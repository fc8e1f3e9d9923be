use std::sync::mpsc;
use std::thread;

use anyhow::{Context, Result};
use engine_logging::{engine_info, engine_warn};
use scanview_core::{DatasetMap, Effect, Msg, QueryError, Route};
use scanview_engine::{ClientSettings, CompileOutcome, EngineEvent, EngineHandle, SubmitOutcome};

pub struct EffectRunner {
    engine: EngineHandle,
    location: Route,
}

impl EffectRunner {
    pub fn new(settings: ClientSettings, msg_tx: mpsc::Sender<Msg>) -> Result<Self> {
        let (event_tx, event_rx) = mpsc::channel();
        let engine = EngineHandle::new(settings, event_tx).context("starting engine")?;
        spawn_event_loop(event_rx, msg_tx);
        Ok(Self {
            engine,
            location: Route::Compose,
        })
    }

    /// Where the session currently points; updated by `Effect::Navigate`.
    pub fn location(&self) -> &Route {
        &self.location
    }

    pub fn enqueue(&mut self, effects: Vec<Effect>) {
        for effect in effects {
            match effect {
                Effect::Navigate(route) => {
                    engine_info!("Navigate {}", route.path());
                    self.location = route;
                }
                Effect::FetchDatasets => self.engine.fetch_datasets(),
                Effect::FetchJobQuery { hash } => self.engine.fetch_job_query(hash),
                Effect::FetchMatches {
                    ticket,
                    offset,
                    limit,
                } => self.engine.fetch_matches(ticket, offset, limit),
                Effect::SchedulePoll { ticket, delay } => self.engine.schedule_poll(ticket, delay),
                Effect::CancelPoll => self.engine.cancel_poll(),
                Effect::CompileQuery { raw_query, taint } => {
                    engine_info!("CompileQuery len={} taint={:?}", raw_query.len(), taint);
                    self.engine.compile(raw_query, taint);
                }
                Effect::SubmitQuery { raw_query, taint } => {
                    engine_info!("SubmitQuery len={} taint={:?}", raw_query.len(), taint);
                    self.engine.submit(raw_query, taint);
                }
                Effect::FetchBackendStatus => self.engine.fetch_backend_status(),
            }
        }
    }
}

fn spawn_event_loop(event_rx: mpsc::Receiver<EngineEvent>, msg_tx: mpsc::Sender<Msg>) {
    thread::spawn(move || {
        for event in event_rx {
            if msg_tx.send(map_event(event)).is_err() {
                break;
            }
        }
    });
}

pub(crate) fn map_event(event: EngineEvent) -> Msg {
    match event {
        EngineEvent::DatasetsLoaded(Ok(datasets)) => Msg::DatasetsLoaded(datasets),
        EngineEvent::DatasetsLoaded(Err(err)) => {
            engine_warn!("Failed to load datasets: {}", err);
            Msg::DatasetsLoaded(DatasetMap::new())
        }
        EngineEvent::JobQueryLoaded { hash, result } => match result {
            Ok(raw_query) => Msg::JobQueryLoaded { hash, raw_query },
            Err(err) => Msg::JobQueryFailed {
                hash,
                reason: err.to_string(),
            },
        },
        EngineEvent::MatchesLoaded { ticket, result } => match result {
            Ok(page) => Msg::MatchesLoaded { ticket, page },
            Err(err) => Msg::MatchesFailed {
                ticket,
                reason: err.to_string(),
            },
        },
        EngineEvent::PollDue { ticket } => Msg::PollDue { ticket },
        EngineEvent::QueryCompiled { raw_query, result } => match result {
            Ok(CompileOutcome::Plan(plan)) => Msg::QueryCompiled { plan, raw_query },
            Ok(CompileOutcome::Rejected(error)) => Msg::QueryFailed { error, raw_query },
            Err(err) => Msg::QueryFailed {
                error: QueryError::new(err.to_string()),
                raw_query,
            },
        },
        EngineEvent::QuerySubmitted { raw_query, result } => match result {
            Ok(SubmitOutcome::Accepted(hash)) => Msg::QuerySubmitted { hash, raw_query },
            Ok(SubmitOutcome::Rejected(error)) => Msg::QueryFailed { error, raw_query },
            Err(err) => Msg::QueryFailed {
                error: QueryError::new(err.to_string()),
                raw_query,
            },
        },
        EngineEvent::BackendStatusLoaded(Ok(status)) => Msg::BackendStatusLoaded(status),
        EngineEvent::BackendStatusLoaded(Err(err)) => Msg::BackendStatusFailed {
            reason: err.to_string(),
        },
    }
}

## [INSTRUCTIONS FOR THE TASK]
Please copy each line of the entries in which the word "Navigate" shows up.

## [REPLY TO THE EXERCISE]
    /// Where the session currently points; updated by `Effect::Navigate`.
                Effect::Navigate(route) => {
                    engine_info!("Navigate {}", route.path());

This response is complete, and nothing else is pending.